Overview

Why Inkeep?

TL;DR

In short: quality.

Our #1 goal is to help our customers ship AI support experiences to their users with confidence.

For us, quality means developing our AI solution to:

  • Admit when it doesn't know and intelligently guide users to support channels
  • Consistently find the right content and not hallucinate
  • Provide rich citations that help users inspect answers
  • Leverage many sources while prioritizing authorative content

It also means providing the end-to-end tooling needed for the entire support lifecycle.
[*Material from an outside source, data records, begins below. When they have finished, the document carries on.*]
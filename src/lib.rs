pub mod cli;
pub mod config;
pub mod error;
pub mod rag;

pub use config::ClauseLensConfig;
pub use error::{RagError, Result};
pub use rag::{DocumentId, RetrievalPipeline};
pub mod chunker;
pub mod embedder;
pub mod extractor;
pub mod generator;
pub mod index;
pub mod pipeline;
pub mod store;
pub mod types;

pub use chunker::{count_tokens, Chunker, ClauseSegmenter, SegmentationPass, Segmenter};
pub use embedder::{create_embedder, CachedEmbedder, Embedder, OllamaEmbedder};
pub use extractor::{Bias, ClauseAnnotation, ClauseExtractor, ExtractedClauseRecord};
pub use generator::{GenerationRequest, Generator, OllamaGenerator, ResponseFormat};
pub use index::FlatIndex;
pub use pipeline::{BackendHealth, Backends, RetrievalPipeline};
pub use store::{BlobStore, ClauseManifest, ContractStore, FsBlobStore, MemoryBlobStore};
pub use types::{
    Clause, DocumentId, DocumentState, ProcessOutcome, QueryAnswer, SearchHit,
};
Beyond customer-facing AI assistants, Inkeep provides a copilot for support team members and actionable reporting for content and product teams.

We built our product and team to deliver best-in-class experiences for each of these steps.

That said - don't take our word for it! Use our free trial to test Inkeep with your toughest questions.

Hands-on Support

Quality for us also means working closely with any team we work to accomplish their goals. Consider us a partner who will work with you every step of the way.

Technical Deep Dive ✨

In our journey, we've talked to hundreds of companies who are eager to use generative AI to provide better self-serve experiences for their users. Many of them had experimented with creating their own LLM Q&A apps or tried other services, but often didn't ship because they felt the quality and reliability weren't there.

Ingesting content from many sources

Knowledge about technical products often lives in many places: documentation, GitHub, forums, Slack and Discord channels, blogs, StackOverflow, support systems, and elsewhere. Smartly ingesting all of this content, and keeping it up to date over time, quickly becomes the full-time task of a team of data engineers.

Inkeep addresses this by:

  • Automatically ingesting content from common public and private content sources with out-of-the-box integrations (while prioritizing them appropriately)

  • Frequently re-crawling your sources to find differences and keep your knowledge base up to date.

Finding the most relevant content

Retrieval augmented generation (RAG) is the best way to use LLMs to answer questions regarding domain-specific content. At a high level, it involves taking a user question, finding the most relevant content, and feeding it to an LLM model.

RAG relies on finding the relevant documents and "chunks" within those documents needed to answer user questions. The problem is, popular ways of doing retrieval - like slicing up all content into n-character chunks - are often arbitrary and ineffective.

Retrieval becomes even more challenging as the number of documents and sources increase. More content can mean higher coverage of user questions, but often also means more noise and the need for a precise retrieval system.

Our retrieval and neural search engines address this by using:

  • Accounting for time, author, source type, and other metadata that's important for prioritizing trustworthy content.

  • Custom embedding and chunking strategies for each content source. The most effective embedding and chunking strategy for a Slack conversation is very different from one for a "How-to" article.

  • Neural search that combines semantic and keyword search to balance vector similarity and keyword matching.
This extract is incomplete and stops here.